**Stored items:**
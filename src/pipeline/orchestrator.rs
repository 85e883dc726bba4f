//! Pipeline Orchestrator
//!
//! Publishes categories, starts a fixed pool of workers draining a bounded
//! queue, and feeds the queue from the scanner until the source tree is
//! exhausted or the run is cancelled.

use chrono::Utc;
use std::path::{Path, PathBuf};
use std::sync::Arc;
use std::time::Duration;
use tokio::sync::{mpsc, Mutex};
use tokio::task::JoinSet;
use tracing::{error, info, warn};

use super::progress::{ProgressCounters, RunSummary};
use super::scanner::{scan, Job};
use super::shutdown::ShutdownSignal;
use super::worker::{run_worker, WorkerContext};
use super::PipelineError;
use crate::categorize::CategorizationEngine;
use crate::extract::DEFAULT_EXTRACT_LIMIT;
use crate::registry::discover_categories;

pub const DEFAULT_WORKERS: usize = 5;
pub const DEFAULT_FILE_TIMEOUT: Duration = Duration::from_secs(120);

/// Queue slots per worker
const QUEUE_SLOTS_PER_WORKER: usize = 2;

#[derive(Debug, Clone)]
pub struct PipelineConfig {
    pub src: PathBuf,
    pub dest: PathBuf,
    pub workers: usize,
    pub extract_limit: usize,
    pub file_timeout: Duration,
    /// When non-empty, published instead of discovering categories
    pub manual_categories: Vec<String>,
}

impl PipelineConfig {
    pub fn new(src: impl Into<PathBuf>, dest: impl Into<PathBuf>) -> Self {
        Self {
            src: src.into(),
            dest: dest.into(),
            workers: DEFAULT_WORKERS,
            extract_limit: DEFAULT_EXTRACT_LIMIT,
            file_timeout: DEFAULT_FILE_TIMEOUT,
            manual_categories: Vec::new(),
        }
    }

    fn queue_capacity(&self) -> usize {
        self.workers.max(1) * QUEUE_SLOTS_PER_WORKER
    }
}

pub struct Pipeline {
    config: PipelineConfig,
    engine: Arc<CategorizationEngine>,
    counters: Arc<ProgressCounters>,
}

impl Pipeline {
    pub fn new(config: PipelineConfig, engine: Arc<CategorizationEngine>) -> Self {
        Self {
            config,
            engine,
            counters: Arc::new(ProgressCounters::new()),
        }
    }

    pub fn config(&self) -> &PipelineConfig {
        &self.config
    }

    pub fn counters(&self) -> &Arc<ProgressCounters> {
        &self.counters
    }

    /// Process the whole source tree.
    ///
    /// Only an unusable source directory or an uncreatable destination fails
    /// the run. Cancellation ends it early with a partial summary.
    pub async fn run(&self, shutdown: ShutdownSignal) -> Result<RunSummary, PipelineError> {
        let started_at = Utc::now();
        if !self.config.src.is_dir() {
            return Err(PipelineError::SourceMissing(self.config.src.clone()));
        }

        self.publish_categories();
        // Created after discovery so an empty new folder does not replace the defaults
        std::fs::create_dir_all(&self.config.dest).map_err(|source| PipelineError::Destination {
            path: self.config.dest.clone(),
            source,
        })?;

        let workers = self.config.workers.max(1);
        let (tx, rx) = mpsc::channel::<Job>(self.config.queue_capacity());
        let receiver = Arc::new(Mutex::new(rx));
        let ctx = Arc::new(WorkerContext {
            engine: Arc::clone(&self.engine),
            dest: self.config.dest.clone(),
            extract_limit: self.config.extract_limit,
            file_timeout: self.config.file_timeout,
            counters: Arc::clone(&self.counters),
        });

        let mut join_set = JoinSet::new();
        for worker_idx in 0..workers {
            join_set.spawn(run_worker(
                worker_idx,
                Arc::clone(&receiver),
                Arc::clone(&ctx),
                shutdown.clone(),
            ));
        }
        // Workers own the receiver now; if they all exit the scanner's sends fail
        drop(receiver);
        info!(workers, queue = self.config.queue_capacity(), "Workers started");

        let skip = nested_destination(&self.config.src, &self.config.dest);
        let scanned = scan(&self.config.src, skip.as_deref(), tx, &self.counters, &shutdown).await;

        while let Some(joined) = join_set.join_next().await {
            if let Err(e) = joined {
                error!(error = %e, "Worker task ended abnormally");
            }
        }

        scanned?;
        let summary = RunSummary::new(self.counters.snapshot(), started_at, Utc::now());
        if shutdown.is_cancelled() {
            warn!("Run cancelled; summary is partial");
        }
        info!(
            total = summary.total,
            processed = summary.processed,
            failed = summary.failed,
            cancelled = summary.cancelled,
            "Run finished"
        );
        Ok(summary)
    }

    /// Publish manual or discovered categories, then freeze the registry
    fn publish_categories(&self) {
        let registry = self.engine.registry();

        let categories = if !self.config.manual_categories.is_empty() {
            info!(count = self.config.manual_categories.len(), "Using manual categories");
            self.config.manual_categories.clone()
        } else {
            match discover_categories(&self.config.dest) {
                Ok(found) => {
                    info!(count = found.len(), dest = %self.config.dest.display(), "Discovered categories");
                    found
                }
                Err(e) => {
                    warn!(error = %e, "Category discovery failed, keeping configured categories");
                    Vec::new()
                }
            }
        };

        if let Err(e) = registry.publish(categories) {
            warn!(error = %e, "Categories not published");
        }
        registry.freeze();
    }
}

/// The destination, if it sits inside the source tree, spelled the way the
/// scanner will see it (relative to `src` as given)
fn nested_destination(src: &Path, dest: &Path) -> Option<PathBuf> {
    let canonical_src = src.canonicalize().ok()?;
    let canonical_dest = dest.canonicalize().ok()?;
    match canonical_dest.strip_prefix(&canonical_src) {
        Ok(rel) if !rel.as_os_str().is_empty() => Some(src.join(rel)),
        _ => None,
    }
}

**PROBLEM DETAILS:**
The lines you need are those with the word "PipelineError"; list them from the entries.

**EXERCISE RESULT:**
use super::PipelineError;
    pub async fn run(&self, shutdown: ShutdownSignal) -> Result<RunSummary, PipelineError> {
            return Err(PipelineError::SourceMissing(self.config.src.clone()));
        std::fs::create_dir_all(&self.config.dest).map_err(|source| PipelineError::Destination {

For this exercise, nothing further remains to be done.